Le méga-côlon chez le lapin: comprendre, diagnostiquer et prendre en charge
- Clapier Des Lucioles
- 13 oct.
- 5 min de lecture
1. Qu’est-ce que le méga-côlon?
Le terme méga-côlon désigne une dilatation anormale du côlon accompagnée d’une perte de motricité et d’une accumulation de matières fécales. Chez le lapin, deux formes principales existent :
Le méga-côlon congénital (ou héréditaire), lié à une mutation du gène English spotting (En) qui affecte la pigmentation et l’innervation intestinale.
Le méga-côlon acquis, qui résulte d’un trouble secondaire comme la stase digestive chronique, la dysbiose, la douleur ou une alimentation inadaptée.
Selon Oglesbee (2020), le méga-côlon représente une conséquence de l’hypomotilité intestinale plutôt qu’une maladie isolée. La distinction entre cause primaire (génétique) et cause secondaire (fonctionnelle) est essentielle pour choisir le bon traitement.
2. Le méga-côlon
congénital
(forme héréditaire)
2.1. Origine génétique : le gène
English spotting
Le méga-côlon héréditaire est fortement associé au gène En, responsable du motif “broken”.

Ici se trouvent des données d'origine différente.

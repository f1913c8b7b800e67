//! Rendering execution reports for humans and scripts.

use crate::app::crawler::execution::{CrawlerExecution, ResponseOutcome};
use anyhow::Result;
use serde::{Deserialize, Serialize};
use serde_json::{json, Value};

#[derive(Debug, Clone, Copy, Default, PartialEq, Eq, Serialize, Deserialize, clap::ValueEnum)]
#[serde(rename_all = "lowercase")]
pub enum OutputFormat {
    #[default]
    Json,
    Yaml,
}

impl OutputFormat {
    pub fn render<T: Serialize + ?Sized>(&self, value: &T) -> Result<String> {
        match self {
            OutputFormat::Json => jsonfmt(value),
            OutputFormat::Yaml => yamlfmt(value),
        }
    }
}

/// Pretty JSON with two-space indentation
pub fn jsonfmt<T: Serialize + ?Sized>(value: &T) -> Result<String> {
    Ok(serde_json::to_string_pretty(value)?)
}

pub fn yamlfmt<T: Serialize + ?Sized>(value: &T) -> Result<String> {
    Ok(serde_yaml::to_string(value)?)
}

/// One entry per invocation, sorted by account name then region.
///
/// Successful entries carry the payload output under `Response`, failed ones
/// carry the message under `Error`.
pub fn format_responses(execution: &CrawlerExecution) -> Vec<Value> {
    let mut responses: Vec<_> = execution.responses.iter().collect();
    responses.sort_by(|a, b| {
        (a.account_name.as_str(), a.region.as_str()).cmp(&(b.account_name.as_str(), b.region.as_str()))
    });

    responses
        .into_iter()
        .map(|response| {
            let mut entry = json!({
                "Account": response.account_name,
                "AccountId": response.account_id,
                "Region": response.region,
            });
            match &response.outcome {
                ResponseOutcome::Success { payload_output } => {
                    entry["Response"] = json!(payload_output);
                }
                ResponseOutcome::Failure { error, category } => {
                    entry["Error"] = json!(error);
                    entry["ErrorCategory"] = json!(category);
                }
            }
            entry
        })
        .collect()
}
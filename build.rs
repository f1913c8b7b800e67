// build.rs
use std::process::Command;

fn git(args: &[&str]) -> String {
    Command::new("git")
        .args(args)
        .output()
        .ok()
        .filter(|output| output.status.success())
        .and_then(|output| String::from_utf8(output.stdout).ok())
        .map(|s| s.trim().to_string())
        .filter(|s| !s.is_empty())
        .unwrap_or_else(|| "unknown".to_string())
}

fn main() {
    // Shown by `orgcrawler --version`
    println!("cargo:rustc-env=GIT_COMMIT={}", git(&["rev-parse", "--short", "HEAD"]));
    println!("cargo:rerun-if-changed=.git/HEAD");
    println!("cargo:rerun-if-changed=.git/refs");
}
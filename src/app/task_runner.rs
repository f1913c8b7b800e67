//! Bounded-parallel map used by both crawler phases.
//!
//! Credential resolution and payload execution are the same shape: apply an
//! async function to N independent items with at most `max_concurrency` in
//! flight, and report every item exactly once even if some fail. Each item is
//! spawned on a [`JoinSet`] and gated by a shared [`Semaphore`], so the work
//! really runs in parallel on the multi-threaded runtime.

use futures::FutureExt;
use std::future::Future;
use std::panic::AssertUnwindSafe;
use std::sync::Arc;
use thiserror::Error;
use tokio::sync::Semaphore;
use tokio::task::JoinSet;
use tracing::{debug, warn};

/// Default bound on in-flight tasks
pub const DEFAULT_CONCURRENCY: usize = 20;

/// Failure of the task itself, as opposed to an error value it returned
#[derive(Debug, Clone, PartialEq, Eq, Error)]
pub enum TaskError {
    #[error("task panicked: {0}")]
    Panicked(String),
    #[error("task was cancelled before it reported a result")]
    Cancelled,
}

/// Outcome of one input item
#[derive(Debug)]
pub struct TaskOutput<R> {
    /// Position of the item in the input sequence
    pub index: usize,
    pub outcome: Result<R, TaskError>,
}

/// Run `task` over every item with bounded parallelism.
///
/// Returns once every item has been processed. The output holds exactly one
/// entry per input item, in completion order; use [`TaskOutput::index`] to map
/// an entry back to its input.
pub async fn run_bounded<T, R, F, Fut>(
    items: Vec<T>,
    max_concurrency: usize,
    task: F,
) -> Vec<TaskOutput<R>>
where
    T: Send + 'static,
    R: Send + 'static,
    F: Fn(T) -> Fut + Send + Sync + 'static,
    Fut: Future<Output = R> + Send + 'static,
{
    let total = items.len();
    let max_concurrency = max_concurrency.max(1);
    let semaphore = Arc::new(Semaphore::new(max_concurrency));
    let task = Arc::new(task);
    let mut set = JoinSet::new();

    debug!(
        "Running {} tasks with max concurrency of {}",
        total, max_concurrency
    );

    for (index, item) in items.into_iter().enumerate() {
        let semaphore = Arc::clone(&semaphore);
        let task = Arc::clone(&task);
        set.spawn(async move {
            let _permit = match semaphore.acquire_owned().await {
                Ok(permit) => permit,
                Err(_) => return (index, Err(TaskError::Cancelled)),
            };
            let outcome = AssertUnwindSafe(task(item))
                .catch_unwind()
                .await
                .map_err(|payload| TaskError::Panicked(panic_message(payload.as_ref())));
            (index, outcome)
        });
    }

    let mut reported = vec![false; total];
    let mut results = Vec::with_capacity(total);
    while let Some(joined) = set.join_next().await {
        match joined {
            Ok((index, outcome)) => {
                reported[index] = true;
                results.push(TaskOutput { index, outcome });
            }
            Err(e) => warn!("Task failed to join: {}", e),
        }
    }

    for (index, done) in reported.into_iter().enumerate() {
        if !done {
            results.push(TaskOutput {
                index,
                outcome: Err(TaskError::Cancelled),
            });
        }
    }

    results
}

fn panic_message(payload: &(dyn std::any::Any + Send)) -> String {
    payload
        .downcast_ref::<&str>()
        .map(|s| s.to_string())
        .or_else(|| payload.downcast_ref::<String>().cloned())
        .unwrap_or_else(|| "unknown panic".to_string())
}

Les lapins En/en sont tachetés (broken).
Les lapins En/En, appelés “charlies”, présentent peu de pigmentation (moins de 10 %) et sont prédisposés au méga-côlon.
Des études menées sur les lapins Checkered Giant (Fontanesi et al., 2014) ont démontré que le gène KIT, associé au locus English spotting, joue un rôle clé. Les chercheurs ont observé une diminution majeure de l’expression du gène KIT dans le côlon et le caecum des lapins En/En, entraînant une réduction des cellules interstitielles de Cajal, indispensables à la motricité intestinale.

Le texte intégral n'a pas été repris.